- Exercise data -
—————

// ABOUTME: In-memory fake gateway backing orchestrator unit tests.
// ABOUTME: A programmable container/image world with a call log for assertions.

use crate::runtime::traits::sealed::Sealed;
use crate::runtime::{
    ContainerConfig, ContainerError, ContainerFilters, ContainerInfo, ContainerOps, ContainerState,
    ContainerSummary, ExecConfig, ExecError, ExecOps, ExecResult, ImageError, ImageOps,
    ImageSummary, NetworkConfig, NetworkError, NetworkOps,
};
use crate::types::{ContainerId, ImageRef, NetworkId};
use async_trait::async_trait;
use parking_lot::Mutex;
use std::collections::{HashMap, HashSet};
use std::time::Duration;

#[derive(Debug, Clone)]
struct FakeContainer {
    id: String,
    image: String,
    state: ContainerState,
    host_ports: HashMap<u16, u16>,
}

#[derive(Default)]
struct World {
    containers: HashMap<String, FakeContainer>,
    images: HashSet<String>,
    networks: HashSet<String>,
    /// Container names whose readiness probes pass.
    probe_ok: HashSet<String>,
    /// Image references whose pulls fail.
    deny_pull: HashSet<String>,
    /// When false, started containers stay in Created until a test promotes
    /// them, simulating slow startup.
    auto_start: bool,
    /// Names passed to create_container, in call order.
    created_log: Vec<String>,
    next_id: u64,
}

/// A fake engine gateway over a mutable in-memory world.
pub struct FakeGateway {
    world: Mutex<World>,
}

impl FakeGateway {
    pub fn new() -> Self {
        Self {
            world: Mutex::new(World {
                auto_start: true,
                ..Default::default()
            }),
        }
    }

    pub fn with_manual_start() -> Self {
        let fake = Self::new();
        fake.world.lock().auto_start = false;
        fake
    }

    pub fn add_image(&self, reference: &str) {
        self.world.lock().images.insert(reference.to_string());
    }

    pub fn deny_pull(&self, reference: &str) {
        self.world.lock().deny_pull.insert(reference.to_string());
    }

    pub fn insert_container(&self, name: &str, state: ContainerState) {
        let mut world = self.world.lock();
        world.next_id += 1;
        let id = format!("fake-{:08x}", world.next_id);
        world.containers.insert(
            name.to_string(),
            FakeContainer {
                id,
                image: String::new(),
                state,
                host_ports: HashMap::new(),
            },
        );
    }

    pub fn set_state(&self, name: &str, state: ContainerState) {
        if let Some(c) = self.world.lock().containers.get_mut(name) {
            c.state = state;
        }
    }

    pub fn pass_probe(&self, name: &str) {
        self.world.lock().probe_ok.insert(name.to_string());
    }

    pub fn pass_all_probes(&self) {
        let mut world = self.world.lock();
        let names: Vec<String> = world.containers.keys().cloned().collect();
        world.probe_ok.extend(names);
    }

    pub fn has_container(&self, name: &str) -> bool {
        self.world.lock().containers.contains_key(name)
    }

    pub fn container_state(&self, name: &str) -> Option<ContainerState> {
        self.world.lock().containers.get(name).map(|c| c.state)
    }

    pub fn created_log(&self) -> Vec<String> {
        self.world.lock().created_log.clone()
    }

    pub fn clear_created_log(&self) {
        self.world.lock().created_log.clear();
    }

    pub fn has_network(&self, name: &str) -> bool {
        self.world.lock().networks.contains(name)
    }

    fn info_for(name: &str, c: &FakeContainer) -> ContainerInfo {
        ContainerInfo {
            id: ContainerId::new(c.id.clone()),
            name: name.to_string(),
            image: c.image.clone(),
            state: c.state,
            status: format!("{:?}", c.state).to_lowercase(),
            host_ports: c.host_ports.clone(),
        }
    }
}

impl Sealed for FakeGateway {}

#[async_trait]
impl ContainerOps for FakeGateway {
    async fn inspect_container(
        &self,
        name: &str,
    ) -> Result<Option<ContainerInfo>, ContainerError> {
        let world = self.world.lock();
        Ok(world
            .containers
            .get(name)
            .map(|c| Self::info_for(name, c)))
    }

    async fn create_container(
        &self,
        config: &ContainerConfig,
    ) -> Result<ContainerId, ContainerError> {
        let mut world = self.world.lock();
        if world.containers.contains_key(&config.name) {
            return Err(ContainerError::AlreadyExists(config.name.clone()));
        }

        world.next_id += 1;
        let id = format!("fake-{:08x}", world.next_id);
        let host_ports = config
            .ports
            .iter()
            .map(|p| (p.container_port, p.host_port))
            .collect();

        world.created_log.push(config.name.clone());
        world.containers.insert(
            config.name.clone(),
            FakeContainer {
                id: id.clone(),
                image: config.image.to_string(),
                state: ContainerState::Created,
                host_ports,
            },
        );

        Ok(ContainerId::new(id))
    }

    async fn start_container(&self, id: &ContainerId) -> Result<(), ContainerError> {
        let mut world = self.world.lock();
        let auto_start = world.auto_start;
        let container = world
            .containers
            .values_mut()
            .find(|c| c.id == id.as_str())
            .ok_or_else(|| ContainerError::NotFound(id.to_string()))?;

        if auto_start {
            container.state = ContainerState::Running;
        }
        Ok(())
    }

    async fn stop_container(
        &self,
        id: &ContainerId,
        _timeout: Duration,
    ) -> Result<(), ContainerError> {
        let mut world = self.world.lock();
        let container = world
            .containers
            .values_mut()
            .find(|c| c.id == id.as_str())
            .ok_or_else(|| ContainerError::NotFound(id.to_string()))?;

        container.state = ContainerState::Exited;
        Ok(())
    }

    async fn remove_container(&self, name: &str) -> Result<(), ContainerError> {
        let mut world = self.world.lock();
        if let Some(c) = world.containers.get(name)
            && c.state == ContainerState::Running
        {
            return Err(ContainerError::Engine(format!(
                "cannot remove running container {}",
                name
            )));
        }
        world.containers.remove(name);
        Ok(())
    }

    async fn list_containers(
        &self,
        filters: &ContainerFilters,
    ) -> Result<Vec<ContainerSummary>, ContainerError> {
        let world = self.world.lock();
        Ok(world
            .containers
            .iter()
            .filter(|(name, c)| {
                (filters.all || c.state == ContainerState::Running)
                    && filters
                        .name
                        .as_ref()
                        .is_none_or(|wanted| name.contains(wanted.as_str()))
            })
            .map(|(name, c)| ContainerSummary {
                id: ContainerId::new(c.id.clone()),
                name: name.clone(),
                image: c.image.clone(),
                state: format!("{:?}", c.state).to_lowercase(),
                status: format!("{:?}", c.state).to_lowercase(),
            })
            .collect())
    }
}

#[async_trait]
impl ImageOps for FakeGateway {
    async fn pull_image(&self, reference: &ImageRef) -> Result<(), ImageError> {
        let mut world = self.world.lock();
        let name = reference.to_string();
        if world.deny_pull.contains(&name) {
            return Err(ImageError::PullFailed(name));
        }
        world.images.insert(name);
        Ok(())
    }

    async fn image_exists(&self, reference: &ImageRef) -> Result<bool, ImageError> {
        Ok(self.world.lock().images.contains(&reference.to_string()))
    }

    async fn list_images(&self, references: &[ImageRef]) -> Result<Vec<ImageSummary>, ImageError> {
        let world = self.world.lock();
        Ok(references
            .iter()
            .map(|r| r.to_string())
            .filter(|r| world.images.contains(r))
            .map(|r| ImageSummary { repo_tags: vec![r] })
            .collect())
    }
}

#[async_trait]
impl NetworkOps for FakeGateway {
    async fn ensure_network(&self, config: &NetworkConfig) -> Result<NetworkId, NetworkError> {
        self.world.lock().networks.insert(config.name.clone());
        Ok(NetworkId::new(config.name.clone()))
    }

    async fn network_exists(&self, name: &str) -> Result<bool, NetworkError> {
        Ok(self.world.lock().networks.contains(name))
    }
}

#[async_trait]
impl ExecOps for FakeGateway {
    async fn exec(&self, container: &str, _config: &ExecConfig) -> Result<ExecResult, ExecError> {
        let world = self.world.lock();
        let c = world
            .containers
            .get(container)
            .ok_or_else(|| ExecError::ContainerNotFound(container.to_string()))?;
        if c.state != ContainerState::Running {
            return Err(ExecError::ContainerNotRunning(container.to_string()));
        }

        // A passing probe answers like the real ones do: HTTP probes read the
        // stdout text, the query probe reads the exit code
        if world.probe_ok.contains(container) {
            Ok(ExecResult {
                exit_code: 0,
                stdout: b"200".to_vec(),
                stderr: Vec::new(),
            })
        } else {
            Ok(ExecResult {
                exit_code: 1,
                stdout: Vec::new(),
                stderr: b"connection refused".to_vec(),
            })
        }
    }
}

—————

- Activity -
In the listing above, reproduce the first line and each one after it through the line that contains "use std::time::Duration;".

- Solved exercise -
// ABOUTME: In-memory fake gateway backing orchestrator unit tests.
// ABOUTME: A programmable container/image world with a call log for assertions.

use crate::runtime::traits::sealed::Sealed;
use crate::runtime::{
    ContainerConfig, ContainerError, ContainerFilters, ContainerInfo, ContainerOps, ContainerState,
    ContainerSummary, ExecConfig, ExecError, ExecOps, ExecResult, ImageError, ImageOps,
    ImageSummary, NetworkConfig, NetworkError, NetworkOps,
};
use crate::types::{ContainerId, ImageRef, NetworkId};
use async_trait::async_trait;
use parking_lot::Mutex;
use std::collections::{HashMap, HashSet};
use std::time::Duration;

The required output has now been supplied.